The research protocol was approved by the Harvard Medical School Committee on Human Subjects (#23686). Patient consent was not obtained because our data, which were previously collected for billing purposes, did not include patient identifiers. Patients were not involved in the study design, although we studied a common procedure that most older Americans have been asked to consider for colorectal cancer screening.7
We used a longitudinal study design with time-varying exposure variables to understand the impact of colonoscopy complications on future screening behaviours. This is akin to a difference-in-differences design in that we examined care with 5 years of longitudinal data, physicians served as their own control during months prior to any adverse event; physicians who had no adverse event in any month (84% of physicians) also served as controls. We used fixed effects Poisson regression with a logarithmic link function to model the expected number of colonoscopies in each month during the study period. The models included fixed effects for each physician as well as indicator variables for each of the 60 study months (which adjusts for differences over time and/or seasonal differences in colonoscopy use) and four time-varying indicator variables reflecting the presence or absence of a colonoscopy adverse event in each of the four quarters before the month of interest. We also included the number of patients assigned to each physician in that month as the Poisson offset variable; this effectively serves as a denominator for the dependent variable (number of colonoscopies in a month), allowing us to interpret model coefficients as estimates of the change in the rate of colonoscopies among a physician’s assigned patients. Because a patient will have at most one colonoscopy per quarter, the rate is essentially the proportion of all assigned patients who receive a colonoscopy per quarter.
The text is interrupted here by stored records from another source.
//! Exercises the reqwest client against an in-process axum server.

use std::collections::HashMap;
use std::net::SocketAddr;
use std::sync::atomic::{AtomicU32, Ordering};
use std::sync::{Arc, Mutex};
use std::time::Duration;

use assert_matches::assert_matches;
use axum::extract::{Path, Query, State};
use axum::http::{HeaderMap, StatusCode};
use axum::response::IntoResponse;
use axum::routing::{get, post};
use axum::{Json, Router};
use codepad_core::job::JobRequest;
use codepad_core::language::Flavor;
use codepad_events::ObserverSet;
use codepad_judge::api::{
    Endpoints, ExecutionApi, JudgeApi, JudgeApiError, SubmissionBody, REGION_HEADER,
};
use codepad_judge::poller::{PollConfig, PollError, WaitPolicy};
use codepad_judge::runner::{RunError, Runner};
use codepad_judge::session::SessionContext;
use codepad_judge::submit::SubmitError;
use serde_json::{json, Value};

/// What the fake service saw.
#[derive(Default)]
struct Seen {
    submit_queries: Mutex<Vec<HashMap<String, String>>>,
    submit_bodies: Mutex<Vec<Value>>,
    poll_queries: Mutex<Vec<HashMap<String, String>>>,
    poll_regions: Mutex<Vec<Option<String>>>,
    polls: AtomicU32,
}

type Shared = Arc<Seen>;

async fn create_submission(
    State(seen): State<Shared>,
    Query(query): Query<HashMap<String, String>>,
    Json(body): Json<Value>,
) -> impl IntoResponse {
    seen.submit_queries.lock().unwrap().push(query);
    seen.submit_bodies.lock().unwrap().push(body);
    (
        StatusCode::CREATED,
        [(REGION_HEADER, "eu")],
        Json(json!({ "token": "abc" })),
    )
}

async fn get_submission(
    State(seen): State<Shared>,
    Path(token): Path<String>,
    Query(query): Query<HashMap<String, String>>,
    headers: HeaderMap,
) -> impl IntoResponse {
    assert_eq!(token, "abc");
    seen.poll_queries.lock().unwrap().push(query);
    seen.poll_regions.lock().unwrap().push(
        headers
            .get(REGION_HEADER)
            .and_then(|v| v.to_str().ok())
            .map(str::to_string),
    );

    let n = seen.polls.fetch_add(1, Ordering::SeqCst);
    if n == 0 {
        Json(json!({
            "status": { "id": 1, "description": "In Queue" },
            "stdout": null,
            "compile_output": null,
            "time": null,
            "memory": null,
        }))
    } else {
        Json(json!({
            "status": { "id": 3, "description": "Accepted" },
            "stdout": "MQo=\n",
            "compile_output": null,
            "time": "0.012",
            "memory": 3264,
        }))
    }
}

async fn list_languages() -> Json<Value> {
    Json(json!([
        { "id": 71, "name": "Python (3.8.1)" },
        { "id": 89, "name": "Multi-file program" },
    ]))
}

async fn list_extra_languages() -> Json<Value> {
    Json(json!([
        { "id": 10, "name": "Python (3.8.1)" },
        { "id": 25, "name": "Python for ML (3.7.7)" },
    ]))
}

async fn get_language(Path(id): Path<u32>) -> impl IntoResponse {
    if id == 71 {
        Ok(Json(json!({
            "id": 71,
            "name": "Python (3.8.1)",
            "source_file": "script.py",
        })))
    } else {
        Err((StatusCode::NOT_FOUND, "language not found"))
    }
}

async fn bundled_files() -> &'static str {
    "UEsDBBQAAAAIAA==\n"
}

fn judge_router(seen: Shared) -> Router {
    Router::new()
        .route("/submissions", post(create_submission))
        .route("/submissions/{token}", get(get_submission))
        .route("/languages", get(list_languages))
        .route("/languages/{id}", get(get_language))
        .route("/extra/languages", get(list_extra_languages))
        .route("/data/additional_files_zip_base64.txt", get(bundled_files))
        .with_state(seen)
}

fn failing_router() -> Router {
    Router::new()
        .route(
            "/submissions",
            post(|| async {
                (
                    StatusCode::UNPROCESSABLE_ENTITY,
                    r#"{"language_id":["language with id 9999 doesn't exist"]}"#,
                )
            }),
        )
        .route(
            "/submissions/{token}",
            get(|| async { (StatusCode::INTERNAL_SERVER_ERROR, "database unavailable") }),
        )
}

async fn serve(router: Router) -> SocketAddr {
    let listener = tokio::net::TcpListener::bind("127.0.0.1:0").await.unwrap();
    let addr = listener.local_addr().unwrap();
    tokio::spawn(async move {
        axum::serve(listener, router).await.unwrap();
    });
    addr
}

fn client(addr: SocketAddr) -> JudgeApi {
    let base = format!("http://{addr}");
    JudgeApi::new(
        Endpoints {
            ce_url: base.clone(),
            extra_ce_url: format!("{base}/extra"),
            bundled_files_url: format!("{base}/data/additional_files_zip_base64.txt"),
        },
        Duration::from_secs(5),
    )
    .unwrap()
}

fn body(source_code: &str) -> SubmissionBody {
    SubmissionBody {
        source_code: source_code.into(),
        language_id: 71,
        stdin: String::new(),
        compiler_options: String::new(),
        command_line_arguments: String::new(),
        redirect_stderr_to_stdout: true,
        additional_files: None,
    }
}

#[tokio::test]
async fn submission_returns_token_and_region() {
    let seen = Shared::default();
    let api = client(serve(judge_router(seen.clone())).await);

    let receipt = api
        .create_submission(Flavor::Ce, &body("cHJpbnQoMSk="))
        .await
        .unwrap();

    assert_eq!(receipt.token, "abc");
    assert_eq!(receipt.region.as_deref(), Some("eu"));

    let query = &seen.submit_queries.lock().unwrap()[0];
    assert_eq!(query.get("base64_encoded").map(String::as_str), Some("true"));
    assert_eq!(query.get("wait").map(String::as_str), Some("false"));

    let sent = &seen.submit_bodies.lock().unwrap()[0];
    assert_eq!(sent["source_code"], "cHJpbnQoMSk=");
    assert_eq!(sent["language_id"], 71);
    assert!(sent.get("additional_files").is_none());
}

#[tokio::test]
async fn status_request_echoes_the_region() {
    let seen = Shared::default();
    let api = client(serve(judge_router(seen.clone())).await);

    api.get_submission(Flavor::Ce, "abc", Some("eu"))
        .await
        .unwrap();
    let details = api.get_submission(Flavor::Ce, "abc", None).await.unwrap();

    assert_eq!(details.status.id, 3);
    assert_eq!(details.time.as_deref(), Some("0.012"));
    assert_eq!(details.into_result().stdout, "1\n");

    assert_eq!(
        *seen.poll_regions.lock().unwrap(),
        vec![Some("eu".to_string()), None]
    );
    assert!(seen
        .poll_queries
        .lock()
        .unwrap()
        .iter()
        .all(|q| q.get("base64_encoded").map(String::as_str) == Some("true")));
}

#[tokio::test]
async fn languages_are_listed_per_flavor() {
    let api = client(serve(judge_router(Shared::default())).await);

    let ce = api.list_languages(Flavor::Ce).await.unwrap();
    let extra = api.list_languages(Flavor::ExtraCe).await.unwrap();
    assert_eq!(ce.len(), 2);
    assert_eq!(extra[1].name, "Python for ML (3.7.7)");

    let python = api.get_language(Flavor::Ce, 71).await.unwrap();
    assert_eq!(python.source_file.as_deref(), Some("script.py"));

    let missing = api.get_language(Flavor::Ce, 5).await.unwrap_err();
    assert_matches!(missing, JudgeApiError::ApiError { status: 404, .. });
}

#[tokio::test]
async fn bundled_files_are_trimmed() {
    let api = client(serve(judge_router(Shared::default())).await);
    assert_eq!(api.fetch_bundled_files().await.unwrap(), "UEsDBBQAAAAIAA==");
}

#[tokio::test]
async fn error_bodies_are_kept_verbatim() {
    let api = client(serve(failing_router()).await);

    let err = api
        .create_submission(Flavor::Ce, &body("eA=="))
        .await
        .unwrap_err();
    assert_matches!(
        err,
        JudgeApiError::ApiError { status: 422, ref body } if body.contains("9999")
    );

    let err = api.get_submission(Flavor::Ce, "abc", None).await.unwrap_err();
    assert_matches!(
        err,
        JudgeApiError::ApiError { status: 500, ref body } if body == "database unavailable"
    );
}

#[tokio::test]
async fn unreachable_service_is_a_transport_error() {
    // Bind and drop to get a port nothing listens on.
    let addr = {
        let listener = tokio::net::TcpListener::bind("127.0.0.1:0").await.unwrap();
        listener.local_addr().unwrap()
    };
    let api = client(addr);

    let err = api.list_languages(Flavor::Ce).await.unwrap_err();
    assert_matches!(err, JudgeApiError::Request(_));
}

fn runner(addr: SocketAddr) -> Runner {
    Runner::new(
        Arc::new(client(addr)),
        Arc::new(SessionContext::new()),
        Arc::new(ObserverSet::new()),
        PollConfig {
            initial_delay: Duration::ZERO,
            wait: WaitPolicy::Fixed(Duration::from_millis(1)),
            max_attempts: 5,
        },
    )
}

#[tokio::test]
async fn runs_end_to_end_over_http() {
    let seen = Shared::default();
    let runner = runner(serve(judge_router(seen.clone())).await);

    let report = runner
        .run(&JobRequest::new(Flavor::Ce, 71, "print(1)"))
        .await
        .unwrap();

    assert_eq!(report.output, "1");
    assert!(report.status_line.starts_with("Accepted, 0.012s, 3264KB"));
    assert_eq!(seen.polls.load(Ordering::SeqCst), 2);
    assert_eq!(
        *seen.poll_regions.lock().unwrap(),
        vec![Some("eu".to_string()), Some("eu".to_string())]
    );
    assert_eq!(seen.submit_bodies.lock().unwrap()[0]["source_code"], "cHJpbnQoMSk=");
}

#[tokio::test]
async fn end_to_end_failures_map_to_run_errors() {
    let runner = runner(serve(failing_router()).await);

    let failure = runner
        .run(&JobRequest::new(Flavor::Ce, 9999, "x"))
        .await
        .unwrap_err();

    assert_matches!(
        failure.error,
        RunError::Submit(SubmitError::Api { status: 422, .. })
    );
    let report = failure.report.unwrap();
    assert!(report.title.ends_with("(422)"));
    assert!(report.details.contains("doesn't exist"));
}

#[tokio::test]
async fn poll_failure_over_http_is_not_retried() {
    let seen = Shared::default();
    let router = Router::new()
        .route("/submissions", post(create_submission))
        .route(
            "/submissions/{token}",
            get(|State(seen): State<Shared>| async move {
                seen.polls.fetch_add(1, Ordering::SeqCst);
                (StatusCode::SERVICE_UNAVAILABLE, "try later")
            }),
        )
        .with_state(seen.clone());
    let runner = runner(serve(router).await);

    let failure = runner
        .run(&JobRequest::new(Flavor::Ce, 71, "print(1)"))
        .await
        .unwrap_err();

    assert_matches!(
        failure.error,
        RunError::Poll(PollError::Api { status: 503, .. })
    );
    assert_eq!(seen.polls.load(Ordering::SeqCst), 1);
}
In a second set of models, we conducted stratified analyses for patients aged 65–74 and 75 years and older to assess if effects of an adverse colonoscopy event on future colonoscopies varied for younger versus older patients since for older patients the benefits of colonoscopies may be less and the risk of adverse events greater. We also ran a single model to test the statistical significance of the age group interaction.
In a third set of models, we stratified analyses by physician age (as a proxy for experience/years in practice) above or below the median to assess if effects of a serious adverse colonoscopy event were more pronounced for younger (less experienced) physicians. We also tested the statistical significance of the physician age interaction.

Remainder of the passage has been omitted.